総悟が呆れたように呟くのを諌めるが、正直俺も呆気に取られている。

面倒だから艦橋(っぽい所)は避けて、紅桜の回収と奴にぎゃふんと言わせることを目的としているのだが、流石の山崎でも船内の地図は無いので適当にそれっぽい場所を狙うしかない。

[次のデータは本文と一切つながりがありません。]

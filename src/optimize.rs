use crate::state::State;
use crate::worker::Worker;

/// Local search applied to each seed produced by random sampling.
///
/// Implementations may mutate the state through `State::do_move` and must
/// return a state whose cached energy reflects its true cost (or a cost the
/// caller should rank it by).
pub trait Refiner {
    fn refine(&mut self, worker: &mut Worker, state: State, max_age: u32) -> State;
}

/// Greedy single-move hill climbing. Stops after `max_age` consecutive moves
/// that fail to strictly improve the best energy seen.
#[derive(Clone, Copy, Debug, Default)]
pub struct HillClimb;

impl Refiner for HillClimb {
    fn refine(&mut self, worker: &mut Worker, state: State, max_age: u32) -> State {
        hill_climb(worker, state, max_age)
    }
}

pub fn hill_climb(worker: &mut Worker, mut state: State, max_age: u32) -> State {
    profiling::scope!("hill_climb");
    let mut best_energy = state.energy(worker);
    let mut best = state;
    let mut age = 0;
    while age < max_age {
        let undo = state.do_move(worker);
        let energy = state.energy(worker);
        if energy >= best_energy {
            state.undo_move(undo);
            age += 1;
        } else {
            best_energy = energy;
            best = state;
            age = 0;
        }
    }
    best
}

/// Outcome of one hill-climb trial.
#[derive(Clone, Copy, Debug, PartialEq)]
pub struct TrialReport {
    pub trial: u32,
    pub n_random: u32,
    /// energy of the best random seed
    pub before: f64,
    pub max_age: u32,
    /// energy after refinement
    pub after: f64,
}

/// receives one report per trial of `Worker::best_hill_climb_state_with`
pub trait SearchObserver {
    fn trial(&mut self, report: &TrialReport);
}

/// logs each trial at debug level
#[derive(Clone, Copy, Debug, Default)]
pub struct TraceObserver;

impl SearchObserver for TraceObserver {
    fn trial(&mut self, r: &TrialReport) {
        tracing::debug!(
            trial = r.trial,
            "{}x random: {:.6} -> {}x hill climb: {:.6}",
            r.n_random,
            r.before,
            r.max_age,
            r.after
        );
    }
}

#[derive(Clone, Copy, Debug, Default)]
pub struct SilentObserver;

impl SearchObserver for SilentObserver {
    fn trial(&mut self, _report: &TrialReport) {}
}

// collects reports, handy for diagnostics
impl SearchObserver for Vec<TrialReport> {
    fn trial(&mut self, report: &TrialReport) {
        self.push(*report);
    }
}

#[cfg(test)]
mod tests {
    use super::*;
    use crate::canvas::difference_full;
    use crate::shape::ShapeType;
    use image::{Rgba, RgbaImage};
    use std::sync::Arc;

    fn worker(seed: u64) -> Worker {
        let target = Arc::new(RgbaImage::from_fn(40, 40, |x, y| {
            if x < 20 && y < 20 {
                Rgba([230, 30, 30, 255])
            } else {
                Rgba([20, 20, 90, 255])
            }
        }));
        let current = Arc::new(RgbaImage::from_pixel(40, 40, Rgba([20, 20, 90, 255])));
        let score = difference_full(&target, &current);
        let mut w = Worker::with_seed(target, seed);
        w.init(current, score);
        w
    }

    #[test]
    fn test_hill_climb_is_monotone() {
        let mut w = worker(3);
        let mut seed = w.random_state(ShapeType::Rectangle, 255);
        let start = seed.energy(&mut w);
        let mut out = hill_climb(&mut w, seed, 100);
        assert!(out.energy(&mut w) <= start);
        assert_eq!(out.shape().kind(), ShapeType::Rectangle);
    }

    #[test]
    fn test_zero_age_returns_seed() {
        let mut w = worker(4);
        let mut seed = w.random_state(ShapeType::Circle, 128);
        let e = seed.energy(&mut w);
        let before = w.counter();
        let out = hill_climb(&mut w, seed, 0);
        assert_eq!(out.shape(), seed.shape());
        assert_eq!(out.cached_energy(), Some(e));
        assert_eq!(w.counter(), before);
    }

    #[test]
    fn test_stops_after_max_age_failures() {
        // identical canvases and opaque shapes: nothing can beat 0, so exactly max_age moves
        let im = Arc::new(RgbaImage::from_pixel(16, 16, Rgba([50, 60, 70, 255])));
        let mut w = Worker::with_seed(Arc::clone(&im), 5);
        w.init(im, 0.0);
        let seed = w.random_state(ShapeType::Ellipse, 255);
        let out = hill_climb(&mut w, seed, 25);
        assert_eq!(out.shape(), seed.shape());
        assert_eq!(w.counter(), 1 + 25);
    }

    #[test]
    fn test_vec_observer_collects() {
        let mut reports: Vec<TrialReport> = Vec::new();
        reports.trial(&TrialReport { trial: 0, n_random: 1, before: 0.5, max_age: 2, after: 0.4 });
        assert_eq!(reports.len(), 1);
        assert_eq!(reports[0].after, 0.4);
    }
}
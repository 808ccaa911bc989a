// run settings for primitrace
// persisted as JSON; command-line flags override individual fields
use std::path::Path;

use serde::{Deserialize, Serialize};

use crate::error::Result;
use crate::shape::ShapeType;

#[derive(Clone, Debug, PartialEq, Serialize, Deserialize)]
#[serde(default)]
pub struct Settings {
    /// number of shapes to commit
    pub count: u32,
    pub shape_type: ShapeType,
    /// shape opacity; 0 lets the search tune it per shape
    pub alpha: u8,

    // search budget per shape
    /// random candidates sampled to seed each trial
    pub n_random: u32,
    /// consecutive failed moves before a hill climb gives up
    pub max_age: u32,
    /// independent trials, split across workers
    pub trials: u32,
    /// extra hill-climbed copies of each committed shape
    pub repeat: u32,

    // image sizes
    /// working resolution (longest side); 0 keeps the input size
    pub resize: u32,
    /// output resolution (longest side); 0 means the working size
    pub output_size: u32,

    // runtime
    /// search workers; 0 uses one per rayon thread
    pub workers: usize,
    /// fixed seed for reproducible runs; each worker uses seed + index
    pub seed: Option<u64>,
}

impl Default for Settings {
    fn default() -> Self {
        Self {
            count: 100,
            shape_type: ShapeType::Triangle,
            alpha: 128,

            n_random: 1000,
            max_age: 100,
            trials: 16,
            repeat: 0,

            resize: 256,
            output_size: 1024,

            workers: 0,
            seed: None,
        }
    }
}

impl Settings {
    /// read settings from a JSON file; missing fields take their defaults
    pub fn load(path: impl AsRef<Path>) -> Result<Self> {
        let json = std::fs::read_to_string(path)?;
        Ok(serde_json::from_str(&json)?)
    }

    /// load settings from JSON file, or return defaults if it can't be read
    pub fn load_or_default(path: impl AsRef<Path>) -> Self {
        let path = path.as_ref();
        match Self::load(path) {
            Ok(settings) => settings,
            Err(e) => {
                tracing::warn!("failed to load {}: {}. using defaults.", path.display(), e);
                Self::default()
            }
        }
    }

    /// save settings to JSON file
    pub fn save(&self, path: impl AsRef<Path>) -> Result<()> {
        let json = serde_json::to_string_pretty(self)?;
        std::fs::write(path, json)?;
        Ok(())
    }
}

/// arguments of one hill-climb search
#[derive(Clone, Copy, Debug, PartialEq, Eq, Serialize, Deserialize)]
pub struct SearchParams {
    pub shape_type: ShapeType,
    pub alpha: u8,
    pub n_random: u32,
    pub max_age: u32,
    pub trials: u32,
}

impl Default for SearchParams {
    fn default() -> Self {
        SearchParams::from(&Settings::default())
    }
}

impl From<&Settings> for SearchParams {
    fn from(settings: &Settings) -> Self {
        SearchParams {
            shape_type: settings.shape_type,
            alpha: settings.alpha,
            n_random: settings.n_random,
            max_age: settings.max_age,
            trials: settings.trials,
        }
    }
}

とりましばらく進めば、いかにも怪しげな培養器が連なっている場所を発見した。

「三、二、一」

格子を外して、ゼロのタイミングで俺から飛び降りる。着地し態勢を整えると脇の刀を抜いて警戒するが、運よく人気も無く一度収めた。この部屋には紅桜の培養器しか置いていない。

「……こりゃすげェや」
「圧巻だなァ」

培養器の中には無論紅桜の兄弟達が陳列されていた。うわァこんなにあったら江戸征服も夢ではない。てかこれじゃ回収するより壊すほうが早いよなァ、と考えていたら、横の総悟がごそごそと何かを取り出して培養器の方にそれを向けていた。

「全部吹っ飛ばしちまいやしょうぜ、土方さん」

それは携帯式対戦車ロケット弾発射器、いわゆるバズーカである。残念ながら発射機使い捨て型であるが、真選組では愛用されている安価な60mmバズーカだ。